Daarom heeft het hof het beroep tegen de beslissing van de rechtbank afgewezen, waarmee de overleveringsdetentie van de opgeëiste persoon in stand blijft. Deze beschikking is gegeven in raadkamer door de voorzitter en de raadsheren, in aanwezigheid van de griffier.

Uitspraak

13-751324-19
GERECHTSHOF AMSTERDAM,
MEERVOUDIGE STRAFKAMER, RAADKAMER
BESCHIKKINGin raadkamer op het hoger beroep in de zaak van
[opgeeiste persoon],
geboren te [geboorteplaats] op [geboortedag] 1987,
verblijvende te [adres],
thans verblijvende in het huis van bewaring Detentiecentrum Schiphol HvB te Badhoevedorp,
tegen de beslissing van de rechtbank Amsterdam, Internationale Rechtshulpkamer van 9 juli 2019, houdende afwijzing van het verzoek tot schorsing van de overleveringsdetentie van de opgeëiste persoon.

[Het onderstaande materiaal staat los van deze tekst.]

//! Message router and reconciliation loop
//!
//! The orchestrator is the sole mutator of the two configuration documents.
//! Everything it does is a discrete, non-overlapping unit of work: an inbound
//! client message, a worker event, a reconciliation tick, or a due debounce
//! flush. `run` multiplexes those through one `select!` loop on one task, so
//! the documents need no locking.

use serde_json::Value;
use tokio::sync::mpsc;
use tokio::time::{Instant, MissedTickBehavior};
use tracing::{debug, info, warn};

use crate::config::{ConfigPaths, PersistentConfig, UserConfig, WindowState};
use crate::constants::RECONCILE_INTERVAL;
use crate::protocol::{ClientMessage, ServerEvent};
use crate::store::ConfigStore;
use crate::system::audio::DeviceResolution;
use crate::system::{DeviceReconciler, InterfaceReconciler};
use crate::worker::{
    DiscoveryCommand, PlaybackCommand, RestartArgs, WorkerConfig, WorkerEvent, WorkerKind,
    WorkerSupervisor,
};

/// External collaborator that knows the current window bounds (the UI shell
/// owns the window; the orchestrator only persists what it reports).
pub trait WindowStateSource: Send {
    fn current_window(&self) -> Option<WindowState>;
}

/// No-window environments (headless runs, tests).
pub struct NoWindow;

impl WindowStateSource for NoWindow {
    fn current_window(&self) -> Option<WindowState> {
        None
    }
}

/// Everything `main` needs before constructing an [`Orchestrator`]: both
/// documents loaded from disk and the worker pair running.
#[derive(Debug)]
pub struct Bootstrap {
    pub persistent: ConfigStore<PersistentConfig>,
    pub user: ConfigStore<UserConfig>,
    pub supervisor: WorkerSupervisor,
    pub worker_events: mpsc::UnboundedReceiver<WorkerEvent>,
}

/// Create the config directories, load both documents, and spawn both
/// workers. Any failure here is fatal to startup.
pub fn bootstrap(
    paths: &ConfigPaths,
    discovery: &WorkerConfig,
    playback: &WorkerConfig,
) -> crate::Result<Bootstrap> {
    paths.ensure_dirs()?;

    let mut persistent = ConfigStore::new(
        paths.persistent_dir.clone(),
        paths.persistent_file.clone(),
    );
    persistent.load()?;
    let mut user = ConfigStore::new(paths.user_dir.clone(), paths.user_file.clone());
    user.load()?;

    let (supervisor, worker_events) = WorkerSupervisor::spawn(discovery, playback)?;
    Ok(Bootstrap {
        persistent,
        user,
        supervisor,
        worker_events,
    })
}

pub struct Orchestrator {
    persistent: ConfigStore<PersistentConfig>,
    user: ConfigStore<UserConfig>,
    devices: DeviceReconciler,
    interfaces: InterfaceReconciler,
    supervisor: WorkerSupervisor,
    client_tx: mpsc::UnboundedSender<ServerEvent>,
    window_source: Box<dyn WindowStateSource>,
    is_playing: bool,
    discovery_initialized: bool,
}
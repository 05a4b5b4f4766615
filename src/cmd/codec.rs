use cipherforge::cipher::{CipherKind, PermutationKey, SubstitutionKey};
use cipherforge::error::{CfResult, CipherForgeError};
use clap::Args;

#[derive(Args, Debug, Clone)]
pub struct CodecArgs {
    /// Cipher family (permutation | substitution)
    #[arg(short, long)]
    pub kind: CipherKind,

    /// Permutation: comma-separated targets, 0- or 1-indexed (e.g. "3,1,4,2").
    /// Substitution: the 26-letter cipher alphabet.
    #[arg(short = 'K', long)]
    pub key: String,

    #[arg(short, long)]
    pub text: String,
}

pub enum Direction {
    Encrypt,
    Decrypt,
}

pub fn run(args: CodecArgs, direction: Direction) -> CfResult<()> {
    let output = match args.kind {
        CipherKind::Permutation => {
            let targets: Vec<usize> = args
                .key
                .split(',')
                .map(|s| {
                    s.trim().parse::<usize>().map_err(|_| {
                        CipherForgeError::InvalidKey(format!(
                            "permutation target '{}' is not a number",
                            s.trim()
                        ))
                    })
                })
                .collect::<CfResult<_>>()?;
            let key = PermutationKey::new(&targets)?;
            match direction {
                Direction::Encrypt => key.encrypt(&args.text),
                Direction::Decrypt => key.decrypt(&args.text)?,
            }
        }
        CipherKind::Substitution => {
            let key = SubstitutionKey::from_cipher_alphabet(&args.key)?;
            match direction {
                Direction::Encrypt => key.encrypt(&args.text),
                Direction::Decrypt => key.decrypt(&args.text),
            }
        }
    };
    println!("{}", output);
    Ok(())
}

De feiten en de rechtsgang

Het hof heeft kennis genomen van de akte van de griffier van de rechtbank Amsterdam van 10 juli 2019, waarbij namens de opgeëiste persoon hoger beroep is ingesteld tegen voormelde beslissing van die rechtbank.
Het hof heeft gezien de beslissing waarvan beroep en heeft kennis genomen van de stukken betrekking hebbend op de voorlopige hechtenis van de opgeëiste persoon en heeft gehoord de advocaat-generaal en de opgeëiste persoon, bijgestaan door diens raadsman mr. G.N. Weski.

De beoordeling

Het hof verenigt zich met de beslissing waarvan beroep en de gronden waarop deze berust.
De opgeëiste persoon heeft zowel de Nederlandse als de Turkse nationaliteit. Weliswaar stelt hij een sterkere binding met Nederland dan met Turkije te hebben, maar het hof constateert dat hij met een Turkse vrouw is getrouwd die geen zelfstandig verblijfsrecht in Nederland heeft. Met deze vrouw heeft hij twee kleine kinderen. Turkije levert geen eigen onderdanen uit. In deze omstandigheden acht het hof de vrees gerechtvaardigd dat de opgeëiste persoon bij invrijheidstelling naar Turkije zal afreizen met zijn gezin. Mede gelet op de aard van de verdenking ter zake waarvan overlevering is gevraagd en de omstandigheid dat de opgeëiste persoon eerder tot forse straffen is veroordeeld in verband met Opiumwetdelicten, acht het hof een zodanig vluchtgevaar aanwezig dat dit niet door het stellen van schorsingsvoorwaarden op verantwoorde wijze kan worden ingeperkt. De omstandigheid dat bij een zogenoemde harde Brexit de grond onder de overleveringsdetentie in oktober 2019 kan komen te vervallen, maakt dit op dit moment niet anders.

De beslissing

Het hof:
WIJST AF het beroep tegen de bestreden beslissing.
13-751324-19
Deze beschikking is gegeven op 21 augustus 2019 in raadkamer van dit hof door
mr. J.L. Bruinsma, voorzitter,
mrs. N.A. Schimmel en I.M.H. van Asperen de Boer-Delescen, raadsheren,
in tegenwoordigheid van mr. D. de Jong als griffier.
De advocaat-generaal bij dit gerechtshof brengt vorenstaande beschikking ter kennis van de opgeëiste persoon.